5. The hard places — read honestly
Augustine was not infallible, and the Reformed tradition does him no honour by pretending otherwise. The areas below are the principal places where the Reformation, applying Augustine's own principle (Scripture as the supreme rule), found that he needed to be corrected, balanced, or rejected. Each is treated more fully on its own dedicated page; the goal here is honest summary.
The defence of coercion against the Donatists
Augustine's long quarrel with the Donatist schism in North Africa drove him, late in his career, to defend imperial coercion against the schismatics — citing Luke 14:23 ("compel them to come in") in support of using state force to bring Donatists back into the catholic communion. Modern Reformed Christians do not defend this position; we judge it by the same Scripture Augustine himself raised above all human authority, and recognise it as a failure of the patristic church's still-incomplete grasp of the proper limits of civil power in matters of conscience. The seventeenth-century recovery of evangelical convictions about religious liberty — Roger Williams, John Owen, the early English Baptists, and eventually the American constitutional settlement — is the long Protestant repentance for this Augustinian and later medieval mistake.
The drift toward an over-realised sacramental theology
Augustine's mature theology of the sacraments — that they are signs that effect what they signify, that baptism is the ordinary instrument by which God regenerates the elect, that the Lord's Supper truly conveys the body and blood of Christ to those who receive in faith — was nuanced and (in many places) carefully qualified. But two strands in his thought, later detached from their Augustinian qualifications, fed the medieval drift toward an ex opere operato sacramentalism the Reformation had to correct: the tight connection of baptism with the remission of original guilt (which, in the medieval extension, made baptism necessary for salvation in a way the Reformers would dispute), and the conviction that the Eucharistic elements truly bear the body and blood of Christ (the seeds, in late medieval hands, of the doctrine of transubstantiation). The Reformation did not invent these correctives out of nothing; it drew on the more carefully qualified strand of Augustine himself, against the medieval extensions. The Reformed sacramental theology of the Belgic Confession (Articles 33–35) and the Westminster Confession (Chapters 27–29) is recognisably Augustinian in structure while clear where Augustine himself was too brief.
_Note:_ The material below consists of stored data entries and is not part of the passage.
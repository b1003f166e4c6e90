//! Primitive casts (integers, floats, booleans).

use crate::context::CastContext;
use crate::error::{Error, Result};
use crate::value::Value;

use super::{Cast, number_str};

// === Boolean ===

/// BOOL. A value starting with `t` is true, anything else is false.
///
/// Never fails: malformed input is simply false.
#[derive(Debug, Clone, Copy, Default)]
pub struct BooleanCast;

impl Cast for BooleanCast {
    fn name(&self) -> &'static str {
        "BOOLEAN"
    }

    fn cast_text(&self, bytes: &[u8], _ctx: &CastContext) -> Result<Value> {
        Ok(Value::Boolean(bytes.first() == Some(&b't')))
    }
}

// === Integer types ===

/// INT2, INT4 and OID to [`Value::Integer`].
#[derive(Debug, Clone, Copy, Default)]
pub struct IntegerCast;

impl Cast for IntegerCast {
    fn name(&self) -> &'static str {
        "INTEGER"
    }

    fn cast_text(&self, bytes: &[u8], _ctx: &CastContext) -> Result<Value> {
        let wide = parse_int_literal("integer", bytes)?;
        i64::try_from(wide)
            .map(Value::Integer)
            .map_err(|_| Error::parse("integer", bytes, "out of range"))
    }
}

/// INT8 to [`Value::WideInteger`].
#[derive(Debug, Clone, Copy, Default)]
pub struct LongIntegerCast;

impl Cast for LongIntegerCast {
    fn name(&self) -> &'static str {
        "LONGINTEGER"
    }

    fn cast_text(&self, bytes: &[u8], _ctx: &CastContext) -> Result<Value> {
        parse_int_literal("long integer", bytes).map(Value::WideInteger)
    }
}

/// Parse a signed integer literal in place.
///
/// Accepts an optional sign and an optional `0x`/`0o`/`0b` radix prefix.
/// The span is never copied, so its length has no bearing on the result.
fn parse_int_literal(kind: &str, bytes: &[u8]) -> Result<i128> {
    let s = number_str(kind, bytes)?;
    let (negative, unsigned) = match s.strip_prefix('-') {
        Some(rest) => (true, rest),
        None => (false, s.strip_prefix('+').unwrap_or(s)),
    };
    let (radix, digits) = split_radix(unsigned);
    // from_str_radix would take a second sign
    if digits.starts_with(['+', '-']) {
        return Err(Error::parse(kind, bytes, "invalid digit found in string"));
    }
    let magnitude =
        u128::from_str_radix(digits, radix).map_err(|e| Error::parse(kind, bytes, e))?;
    let value = if negative {
        0_i128.checked_sub_unsigned(magnitude)
    } else {
        i128::try_from(magnitude).ok()
    };
    value.ok_or_else(|| Error::parse(kind, bytes, "out of range"))
}

fn split_radix(s: &str) -> (u32, &str) {
    for (prefix, radix) in [
        ("0x", 16),
        ("0X", 16),
        ("0o", 8),
        ("0O", 8),
        ("0b", 2),
        ("0B", 2),
    ] {
        if let Some(rest) = s.strip_prefix(prefix) {
            return (radix, rest);
        }
    }
    (10, s)
}

// === Floating point types ===

/// FLOAT4 and FLOAT8 (also NUMERIC without fixed-point support).
///
/// Accepts decimal and scientific notation plus `NaN`, `Infinity` and
/// `-Infinity` as the server prints them.
#[derive(Debug, Clone, Copy, Default)]
pub struct FloatCast;

impl Cast for FloatCast {
    fn name(&self) -> &'static str {
        "FLOAT"
    }

    fn cast_text(&self, bytes: &[u8], _ctx: &CastContext) -> Result<Value> {
        let s = number_str("float", bytes)?;
        s.parse::<f64>()
            .map(Value::Float)
            .map_err(|e| Error::parse("float", bytes, e))
    }
}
The conflation of justification and sanctification
Augustine used the Latin iustificatio to cover both the imputation of righteousness to the believer (the Reformation's "justification" proper) and the actual moral renewal of the believer by the Spirit (the Reformation's "sanctification"). For Augustine the two were inseparable aspects of the one work of grace, and his usage was internally coherent. But the medieval reception of his vocabulary, especially through Peter Lombard and the schoolmen, increasingly read iustificatio as a process of moral renewal effected by infused habits of grace cooperating with the will — and lost the forensic and declarative character of justification that Paul presses in Romans 4 and Galatians 3. The Reformation, on Augustine's own ground (the supremacy of Scripture, the apostle Paul's exegesis), sharpened the distinction his vocabulary had blurred. Reformed justification — God's gracious imputation of Christ's righteousness to the believer, received by faith alone, complete the moment faith is given — is not anti-Augustinian; it is Augustinian theology refined by stricter Pauline exegesis. See Soteriology.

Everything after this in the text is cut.